Tervuren invisible (2007) is a videowork based on a critical interview with the Congolese painter Francis Mampuya. This interview was done in 2007 in Belgium, while Mampuya was there for a solo-exhibition in the framework of the Belgo-Congolese cultural project Yambi. This video is part of “ôtre k’ ôtre”, a video-installation by Kristin Rogghe & Matthias De Groof in collaboration with the Congolese collective Mungongo Ya Sika.
In a reflection on the role of Belgian’s Royal Museum for Central Africa in Tervuren – also called the AfricaMuseum – Mampuya talks about its colonial role in the past and its current, more invisible but not less powerful role. Tervuren becomes a metaphor for ‘white’ projects that, under the cloak of ‘cultural exchange’, aim at archiving and observing African culture. With the recent renovation and renewal of the AfricaMuseum, his words and vision only gained prophetic value.
After studying Fine Arts in Kinshasa for a year, Francis Mampuya (born 22. November 1967 in Kinshasa) chose to move on to avoid an academicism that asphyxiated him. With two friends he cofounded the “Libristes” group, favouring artistic freedom. Finally each member went their own way, but the seed had been sown. The “Libristes“ group influenced the Congolese art scenes considerably and developed methods of performances, installations and collage, often using recycled objects. In 1997, Mampuya was awarded the Missio prize in Aachen, Germany, where he lived and worked for 9 months. Francis Mampuya’s universe alternates between semi figurative and abstract art, the abstraction always being suggestive. Anthropos / the human being is at the centre of his work, as is injustice in all its forms, the horrors that African migrants experience on route to Europe, the ruination of environments and a so often disregarded, disremembered Africa.
Kristin Rogghe studied philosophy at the University of Leuven and the Universidade de Lisboa and earned a postgraduate degree in Transmedia at the LUCA School of Arts in Brussels, where she applied herself in experimental documentary and video-arts. She received a Fulbright scholarship to pursue Media Studies in New York, and took part in the UnionDocs Program for Documentary Arts. Since 2010 she has been working as a dramaturge, and in 2016 she joined the Royal Flemish Theatre KVS as city dramaturge. Kristin Rogghe is also a prolific author of poetry, reviews, interviews and essays (i.a. Bondgenootschap, about the ideas of Achille Mbembe and superdiversity in Flemish-Dutch theatre, in From TINA to TAMARA, 2014). As filmmaker and videographer she has created various films and video-installations, like ôtre k’ôtre (in collaboration with Matthias De Groof and the Congolese collective Mungongo Ya Sika, 2006), comfusao (in collaboration with Benjamin Vandewalle and various dancers and videographers in Mozambique and South Africa, 2008), Lobi (in collaboration with eight other artists in Kinshasa, with support from VAF, 2010) and au fil du temps (in collaboration with Guy Kabeya, 2011).

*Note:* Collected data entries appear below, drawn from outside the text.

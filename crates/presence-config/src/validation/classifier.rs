use std::collections::HashSet;

use crate::schema::RelayConfig;

pub(crate) fn validate_classifier(errors: &mut Vec<String>, config: &RelayConfig) {
    let Some(rules) = &config.classifier.rules else {
        return;
    };
    if rules.is_empty() {
        errors.push("classifier.rules must list at least one rule".into());
        return;
    }
    let mut seen = HashSet::new();
    for rule in rules {
        if !seen.insert(rule) {
            errors.push(format!("classifier.rules lists {rule:?} more than once"));
        }
    }
}
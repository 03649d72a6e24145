//! Where the config file lives, and writing the first one.

use presence_common::ConfigError;
use std::io::Write;
use std::path::{Path, PathBuf};
use tracing::info;

use super::template::default_config_toml;

const APP_DIR: &str = "presence-relay";
const FILE_NAME: &str = "config.toml";

/// `<platform config dir>/presence-relay/config.toml`.
pub fn default_config_path() -> Result<PathBuf, ConfigError> {
    dirs::config_dir()
        .map(|base| config_path_under(&base))
        .ok_or_else(|| ConfigError::ParseError("could not determine config directory".into()))
}

fn config_path_under(base: &Path) -> PathBuf {
    base.join(APP_DIR).join(FILE_NAME)
}

/// Write the commented template to `path`. An existing file is left alone.
pub fn create_default_config(path: &Path) -> Result<(), ConfigError> {
    let write_err = |e: std::io::Error| {
        ConfigError::ParseError(format!("failed to write default config to {}: {e}", path.display()))
    };

    if let Some(parent) = path.parent() {
        std::fs::create_dir_all(parent).map_err(write_err)?;
    }

    let mut file = match std::fs::OpenOptions::new().write(true).create_new(true).open(path) {
        Ok(file) => file,
        Err(e) if e.kind() == std::io::ErrorKind::AlreadyExists => return Ok(()),
        Err(e) => return Err(write_err(e)),
    };
    file.write_all(default_config_toml().as_bytes())
        .map_err(write_err)?;

    info!(path = %path.display(), "Created default config");
    Ok(())
}
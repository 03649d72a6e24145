//! presence-relay: bridge a presence sensor to live dashboards.
//!
//! Sensor lines arrive over a serial device, stdin, WebSocket clients or
//! `POST /api/inject`. Each line is classified as presence / no presence;
//! transitions and raw passthrough frames are pushed to every connected
//! WebSocket observer, and the current state is served at `/api/state`.

mod cli;
mod connection;
mod feed;
mod ports;
mod replay;
mod routes;
mod server;

use presence_common::{ConfigError, RelayError};
use presence_config::schema::LogLevel;
use presence_config::RelayConfig;
use tracing_subscriber::EnvFilter;

use crate::cli::{Args, Command, ServeArgs};

/// `RUST_LOG` wins, then `--log-level`, then the config file.
fn init_logging(cli_level: Option<&str>, config_level: Option<LogLevel>) {
    let fallback = match cli_level {
        Some(level) => level.to_string(),
        None => config_level.unwrap_or_default().as_directive(),
    };
    tracing_subscriber::fmt()
        .with_env_filter(
            EnvFilter::try_from_default_env().unwrap_or_else(|_| fallback.into()),
        )
        .init();
}

#[tokio::main]
async fn main() {
    let args = cli::parse();

    let config = presence_config::load_config(args.config.as_deref());
    let config_level = config.as_ref().ok().map(|c| c.logging.level);
    init_logging(args.log_level.as_deref(), config_level);

    if let Err(e) = run(args, config).await {
        tracing::error!(error = %e, "presence-relay failed");
        eprintln!("error: {e}");
        std::process::exit(1);
    }
}

async fn run(args: Args, config: Result<RelayConfig, ConfigError>) -> presence_common::Result<()> {
    match args.command {
        None => serve(ServeArgs::default(), config?).await,
        Some(Command::Serve(serve_args)) => serve(serve_args, config?).await,
        Some(Command::Config) => {
            print!("{}", presence_config::config_to_toml(&config?));
            Ok(())
        }
        Some(Command::Ports) => {
            ports::print_ports(&ports::list_ports()?);
            Ok(())
        }
        Some(Command::Replay(replay_args)) => {
            replay::run(replay_args.into_options()).await?;
            Ok(())
        }
    }
}

async fn serve(overrides: ServeArgs, mut config: RelayConfig) -> presence_common::Result<()> {
    overrides.apply(&mut config);
    presence_config::validation::validate(&config).map_err(RelayError::from)?;
    tracing::debug!(?config, "Effective config");
    server::serve(config).await
}
//! Sensor line feed configuration.

use serde::{Deserialize, Serialize};

/// Which local line source feeds the relay, besides network clients.
#[derive(Debug, Clone, Copy, Serialize, Deserialize, PartialEq, Eq)]
#[serde(rename_all = "lowercase")]
#[derive(Default)]
pub enum FeedSource {
    /// Only network clients and manual injection feed the relay.
    #[default]
    None,
    /// Newline-delimited text from a serial device.
    Serial,
    /// Newline-delimited text from standard input.
    Stdin,
    /// Text frames from a sensor's own WebSocket server (e.g. an ESP32 on
    /// port 81), dialled out to at `url`.
    WebSocket,
}

/// Feed settings. Only the fields of the selected source are read.
#[derive(Debug, Clone, Serialize, Deserialize)]
#[serde(default)]
pub struct FeedConfig {
    pub source: FeedSource,
    /// Device path, e.g. `/dev/ttyUSB0`, `/dev/ttyAMA0` or `COM3`.
    pub device: String,
    pub baud_rate: u32,
    /// Sensor WebSocket URL for `source = "websocket"`.
    pub url: String,
    /// Delay before redialling a dropped sensor WebSocket. 0 disables.
    pub reconnect_delay_secs: u64,
}

impl Default for FeedConfig {
    fn default() -> Self {
        Self {
            source: FeedSource::None,
            device: "/dev/ttyUSB0".into(),
            baud_rate: 115_200,
            url: "ws://192.168.4.1:81".into(),
            reconnect_delay_secs: 5,
        }
    }
}

/// Baud rates the serial feed accepts.
pub const SUPPORTED_BAUD_RATES: &[u32] = &[
    1200, 2400, 4800, 9600, 19_200, 38_400, 57_600, 115_200, 230_400, 460_800, 921_600,
];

Matthias De Groof is a postdoctoral researcher affiliated with the University of Antwerp. He has held fellow appointments at the New York University (Tisch School of the Arts) as a Fulbright and BAEF scholar; the Helsinki Collegium for Advanced Studies with the KONE-Foundation; the Africa Multiple Cluster of Excellence of the Bayreuth University in Germany. He has Master’s degrees in Philosophy (HIW – KU Leuven), International Relations (UC Louvain), Cinema Studies (University of Antwerp) and African Studies (Uganda Martyrs University). After his PhD in Cinema Studies on African cinema, he studied postcolonial film theory as a postdoctoral fellow of the Research Foundation Flanders (FWO). At the University of Antwerp, he taught the courses ‘World Cinema,’ ‘Aesthetics,’ and ‘Curating & Exhibiting’. His scholarly work has been published by Third Text, Cambridge Scholars, Columbia University Press, Visual Anthropology, Francofonia, Imaginations, Journal of African Cinema, Image [&] Narrative, Artl@s Bulletin, Ethische Perspectieven, Black Camera, L’Harmattan, Sternberg Press and Wallflower Press. His edited book on Lumumba in the Arts is published by Leuven University Press. He is regularly invited to talk in non-academic contexts, to curate film programs and to write for magazines. His own award-winning films (Lobi Kuna, Palimpsest, Diorama, …) have been presented at venues like the IFFR, Media City, Cannes Pan-African Film Festival, and FIFA.